This is the last chapter of Nehemiah and the last sermon in this series. The purpose of the series was to answer this question: What does God want me to do with my life?
The first half of the book tells us God has work for us. We saw in those chapters that we will face obstacles when we do God’s work. We learned that prayer and preparation are important in doing God’s work.
In the second half of the book we saw that God wants us to assemble. God wants us to come together.
Nehemiah returned to his job in Persia. Later he came back to Jerusalem. He found that spiritual conditions had declined in his absence:
The temple was defiled (Nehemiah 13:7-9). … A man, a non-believer even, moved into the temple. He was living there. Nehemiah threw him out and put the temple back i order. The people did not keep their commitment from chapter 10.
Tithing was neglected (Nehemiah 13:10-13). … The temple was understaffed because the people were not tithing, which probably led to the man being able to live there. They neglected their commitments from earlier.
The Sabbath was not observed (Nehemiah 13 15-21). … The people did not honor the Sabbath again, just as their ancestors, and against their commitments.
Marriage was compromised (Nehemiah 13:23-26). … The people ignored God’s commands on marriage and their own commitments as they married foreigners, just as their ancestors.
What does this teach us about faithfulness in our lives?
Your spiritual life will tend to decline without continual attention. … The second law of thermodynamics is true materially and spiritually. Without maintenance, it will fall apart.

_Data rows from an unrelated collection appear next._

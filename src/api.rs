//! The raw Vault API surface consumed by the bootstrap components.
//!
//! [`VaultApi`] abstracts the handful of HTTP endpoints the bootstrap
//! sequence touches. The production implementation is
//! [`VaultClient`](crate::client::VaultClient); tests substitute an
//! in-memory fake. Privileged calls take the credential as an explicit
//! parameter so no token ever lives in ambient state.

use async_trait::async_trait;
use serde::Deserialize;

use crate::error::VaultError;
use crate::secret::SecretString;

/// One-shot snapshot of the service's init/seal state. Never cached: both
/// flags can change underneath the orchestration at any time.
#[derive(Debug, Clone, Copy, Deserialize)]
pub struct ServiceStatus {
    pub initialized: bool,
    pub sealed: bool,
}

/// Body of a successful `sys/init` call.
#[derive(Clone, Deserialize)]
pub struct InitResponse {
    pub root_token: SecretString,
    #[serde(default)]
    pub keys: Vec<SecretString>,
    #[serde(default)]
    pub keys_base64: Vec<SecretString>,
}

impl std::fmt::Debug for InitResponse {
    fn fmt(&self, f: &mut std::fmt::Formatter<'_>) -> std::fmt::Result {
        f.debug_struct("InitResponse")
            .field("root_token", &self.root_token)
            .field("keys", &format_args!("<{} redacted>", self.keys.len()))
            .finish()
    }
}

/// Share-accumulation progress reported by `sys/unseal`.
#[derive(Debug, Clone, Copy, Deserialize)]
pub struct SealProgress {
    pub sealed: bool,
    #[serde(default)]
    pub progress: u8,
    #[serde(default, rename = "t")]
    pub threshold: u8,
}

/// Metadata for an existing secrets-engine mount.
#[derive(Debug, Clone, Deserialize)]
pub struct MountInfo {
    #[serde(rename = "type")]
    pub engine_type: String,
}

#[async_trait]
pub trait VaultApi: Send + Sync {
    /// Read-only probe of the init/seal state.
    async fn status(&self) -> Result<ServiceStatus, VaultError>;

    /// One-time initialization. The service rejects a second call for the
    /// lifetime of its storage; callers must gate on [`VaultApi::status`].
    async fn init(&self, shares: u8, threshold: u8) -> Result<InitResponse, VaultError>;

    /// Submit a single unseal key share.
    async fn submit_unseal_key(&self, key: &str) -> Result<SealProgress, VaultError>;

    /// Seal a running service again.
    async fn seal(&self, token: &str) -> Result<(), VaultError>;

    /// Read mount metadata at `path`; `None` when no engine is mounted there.
    async fn read_mount(&self, token: &str, path: &str)
        -> Result<Option<MountInfo>, VaultError>;

    /// Mount a secrets engine of `engine_type` at `path`.
    async fn create_mount(
        &self,
        token: &str,
        path: &str,
        engine_type: &str,
    ) -> Result<(), VaultError>;

    /// Upsert the ACL policy document `name` (overwrite semantics).
    async fn write_policy(&self, token: &str, name: &str, policy: &str)
        -> Result<(), VaultError>;

    /// Mint a new token scoped to `policies`. Never idempotent.
    async fn create_token(
        &self,
        token: &str,
        policies: &[String],
    ) -> Result<SecretString, VaultError>;
}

It is more difficult to restart your spiritual life than to continue it. … You can restart, but it’s hard. The law of inertia applies to our spiritual lives too, making it easier to keep momentum than to start or stop or restart.
Leaders can set the tone for your spiritual life in a group. … In this book we see that while Nehemiah is there, everything goes well. When he leaves though, it all falls apart until he returns.
We need the Gospel to enable us to be faithful (Romans 8:3-4). … Nehemiah 13 might be the last book, chronologically, in the Old Testament. The book of Malachi probably comes before Nehemiah’s first return to Jerusalem or just before his second return. Then, 400 years later, we get the New Testament, the Gospel. Nehemiah shows us our inability to keep the law on our own. We can’t keep the law good enough to earn our own way to Heaven. That’s where the Gospel comes in (Romans 8:1-4).
Like Nehemiah, Jesus has gone away, and He is coming back. He wants to find us faithful (Matthew 24:12-13, 45-46).